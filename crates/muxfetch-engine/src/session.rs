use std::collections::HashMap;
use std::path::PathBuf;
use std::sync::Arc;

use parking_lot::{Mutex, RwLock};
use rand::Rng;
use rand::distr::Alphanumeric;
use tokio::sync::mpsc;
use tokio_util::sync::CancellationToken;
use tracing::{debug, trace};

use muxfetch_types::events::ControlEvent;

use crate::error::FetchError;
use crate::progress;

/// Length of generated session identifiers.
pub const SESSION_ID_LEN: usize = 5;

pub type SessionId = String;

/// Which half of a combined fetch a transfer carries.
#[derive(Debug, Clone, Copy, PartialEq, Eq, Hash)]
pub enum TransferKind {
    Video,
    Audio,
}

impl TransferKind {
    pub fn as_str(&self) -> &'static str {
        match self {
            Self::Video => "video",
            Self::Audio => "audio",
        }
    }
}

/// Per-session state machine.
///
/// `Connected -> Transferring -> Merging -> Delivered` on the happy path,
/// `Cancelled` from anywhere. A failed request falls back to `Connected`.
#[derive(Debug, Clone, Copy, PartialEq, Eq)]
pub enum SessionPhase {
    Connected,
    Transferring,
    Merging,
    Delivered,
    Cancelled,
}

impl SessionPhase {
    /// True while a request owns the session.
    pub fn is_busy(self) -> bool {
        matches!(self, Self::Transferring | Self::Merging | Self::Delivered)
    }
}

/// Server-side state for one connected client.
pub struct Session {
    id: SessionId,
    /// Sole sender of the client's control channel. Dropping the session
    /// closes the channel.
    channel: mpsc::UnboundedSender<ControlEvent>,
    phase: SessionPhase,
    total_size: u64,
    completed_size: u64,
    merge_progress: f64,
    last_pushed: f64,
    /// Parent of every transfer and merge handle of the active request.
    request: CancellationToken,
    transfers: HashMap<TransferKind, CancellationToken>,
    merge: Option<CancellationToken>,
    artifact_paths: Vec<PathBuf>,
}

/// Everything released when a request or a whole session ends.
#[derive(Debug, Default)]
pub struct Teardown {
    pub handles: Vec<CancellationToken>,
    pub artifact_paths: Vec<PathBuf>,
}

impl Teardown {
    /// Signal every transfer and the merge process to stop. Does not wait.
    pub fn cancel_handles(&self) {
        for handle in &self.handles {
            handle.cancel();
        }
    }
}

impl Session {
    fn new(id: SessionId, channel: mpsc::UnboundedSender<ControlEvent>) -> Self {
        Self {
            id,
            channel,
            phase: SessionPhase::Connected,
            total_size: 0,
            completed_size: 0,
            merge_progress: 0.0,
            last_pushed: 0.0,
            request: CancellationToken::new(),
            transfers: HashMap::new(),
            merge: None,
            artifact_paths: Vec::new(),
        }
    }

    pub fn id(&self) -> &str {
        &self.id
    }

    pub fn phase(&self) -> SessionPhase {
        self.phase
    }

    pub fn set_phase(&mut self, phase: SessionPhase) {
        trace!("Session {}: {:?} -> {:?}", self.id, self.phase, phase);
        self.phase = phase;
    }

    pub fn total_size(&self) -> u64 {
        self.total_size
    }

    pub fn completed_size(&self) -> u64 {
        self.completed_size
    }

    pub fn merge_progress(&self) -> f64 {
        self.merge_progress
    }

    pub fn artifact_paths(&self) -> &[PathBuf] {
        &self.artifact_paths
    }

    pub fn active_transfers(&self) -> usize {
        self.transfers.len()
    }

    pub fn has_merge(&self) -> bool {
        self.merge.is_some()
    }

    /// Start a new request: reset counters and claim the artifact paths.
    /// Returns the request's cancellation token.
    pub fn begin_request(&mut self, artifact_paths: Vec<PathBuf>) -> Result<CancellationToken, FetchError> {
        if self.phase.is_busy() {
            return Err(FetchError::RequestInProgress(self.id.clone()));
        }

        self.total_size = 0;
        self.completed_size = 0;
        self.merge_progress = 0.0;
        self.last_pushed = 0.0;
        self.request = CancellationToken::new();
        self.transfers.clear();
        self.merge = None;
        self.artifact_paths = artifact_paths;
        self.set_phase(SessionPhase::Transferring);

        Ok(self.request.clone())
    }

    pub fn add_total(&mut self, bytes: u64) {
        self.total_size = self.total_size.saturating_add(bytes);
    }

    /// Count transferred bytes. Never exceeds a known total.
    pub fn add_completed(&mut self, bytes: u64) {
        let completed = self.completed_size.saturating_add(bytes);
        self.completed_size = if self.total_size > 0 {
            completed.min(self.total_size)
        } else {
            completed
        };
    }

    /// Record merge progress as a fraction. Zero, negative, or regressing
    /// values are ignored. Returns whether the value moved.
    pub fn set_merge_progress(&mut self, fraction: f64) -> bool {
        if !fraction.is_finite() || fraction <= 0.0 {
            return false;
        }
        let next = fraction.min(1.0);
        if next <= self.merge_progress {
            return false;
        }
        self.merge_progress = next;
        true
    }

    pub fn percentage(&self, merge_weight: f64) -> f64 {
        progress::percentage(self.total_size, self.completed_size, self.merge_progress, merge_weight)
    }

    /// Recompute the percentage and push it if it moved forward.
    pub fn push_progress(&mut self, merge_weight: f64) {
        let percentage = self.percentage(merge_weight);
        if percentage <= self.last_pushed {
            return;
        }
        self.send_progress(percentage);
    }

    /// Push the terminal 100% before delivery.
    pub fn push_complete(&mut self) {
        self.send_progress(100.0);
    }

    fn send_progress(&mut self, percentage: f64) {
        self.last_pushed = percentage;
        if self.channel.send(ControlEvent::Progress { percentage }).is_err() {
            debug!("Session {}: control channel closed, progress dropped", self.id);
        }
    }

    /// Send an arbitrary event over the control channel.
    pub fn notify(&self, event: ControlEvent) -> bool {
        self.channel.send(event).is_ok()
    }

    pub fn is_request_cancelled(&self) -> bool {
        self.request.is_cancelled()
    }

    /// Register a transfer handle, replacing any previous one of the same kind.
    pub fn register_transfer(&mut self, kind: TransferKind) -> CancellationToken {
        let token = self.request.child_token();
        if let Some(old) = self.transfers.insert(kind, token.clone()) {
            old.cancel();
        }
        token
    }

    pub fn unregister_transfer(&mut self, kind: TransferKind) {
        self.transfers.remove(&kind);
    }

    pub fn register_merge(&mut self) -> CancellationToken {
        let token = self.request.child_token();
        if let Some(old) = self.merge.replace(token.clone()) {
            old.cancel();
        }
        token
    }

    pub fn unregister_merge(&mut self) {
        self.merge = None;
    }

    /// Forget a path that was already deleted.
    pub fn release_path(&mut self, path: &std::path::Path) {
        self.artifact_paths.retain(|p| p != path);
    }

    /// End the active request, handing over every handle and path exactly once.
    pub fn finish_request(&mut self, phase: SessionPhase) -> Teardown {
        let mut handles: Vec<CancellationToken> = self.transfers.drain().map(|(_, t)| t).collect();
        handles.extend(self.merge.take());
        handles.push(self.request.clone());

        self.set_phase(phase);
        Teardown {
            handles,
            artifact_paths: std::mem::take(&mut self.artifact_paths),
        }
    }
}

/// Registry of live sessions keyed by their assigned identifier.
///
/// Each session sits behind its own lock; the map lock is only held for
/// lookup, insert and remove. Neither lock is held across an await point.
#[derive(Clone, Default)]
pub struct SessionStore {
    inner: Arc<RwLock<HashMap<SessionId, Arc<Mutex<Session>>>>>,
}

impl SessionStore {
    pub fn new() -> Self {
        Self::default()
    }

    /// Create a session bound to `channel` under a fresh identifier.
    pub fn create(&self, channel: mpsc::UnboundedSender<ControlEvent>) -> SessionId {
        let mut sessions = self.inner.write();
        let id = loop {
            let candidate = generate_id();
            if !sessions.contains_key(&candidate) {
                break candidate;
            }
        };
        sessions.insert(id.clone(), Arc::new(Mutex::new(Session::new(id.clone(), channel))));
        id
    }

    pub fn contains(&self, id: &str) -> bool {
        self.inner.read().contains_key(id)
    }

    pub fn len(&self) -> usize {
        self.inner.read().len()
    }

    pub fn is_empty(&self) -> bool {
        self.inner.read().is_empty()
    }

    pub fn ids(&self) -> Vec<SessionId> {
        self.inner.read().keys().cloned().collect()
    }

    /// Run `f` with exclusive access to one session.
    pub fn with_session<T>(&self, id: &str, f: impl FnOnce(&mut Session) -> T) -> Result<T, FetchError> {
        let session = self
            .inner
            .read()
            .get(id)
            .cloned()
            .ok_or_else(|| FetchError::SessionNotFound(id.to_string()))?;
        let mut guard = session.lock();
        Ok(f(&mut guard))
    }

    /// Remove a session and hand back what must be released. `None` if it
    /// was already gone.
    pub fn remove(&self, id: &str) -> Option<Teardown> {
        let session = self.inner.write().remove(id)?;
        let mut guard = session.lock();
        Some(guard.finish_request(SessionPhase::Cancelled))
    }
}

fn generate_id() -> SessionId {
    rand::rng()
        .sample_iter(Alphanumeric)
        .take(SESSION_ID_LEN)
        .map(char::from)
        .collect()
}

---*---

→ **Your objective**
Set down the lines above as they stand, starting with the first line and ending with the line that contains "use muxfetch_types::events::ControlEvent;".

→ **Exercise response**
filename crates/muxfetch-engine/src/session.rs
use std::collections::HashMap;
use std::path::PathBuf;
use std::sync::Arc;

use parking_lot::{Mutex, RwLock};
use rand::Rng;
use rand::distr::Alphanumeric;
use tokio::sync::mpsc;
use tokio_util::sync::CancellationToken;
use tracing::{debug, trace};

use muxfetch_types::events::ControlEvent;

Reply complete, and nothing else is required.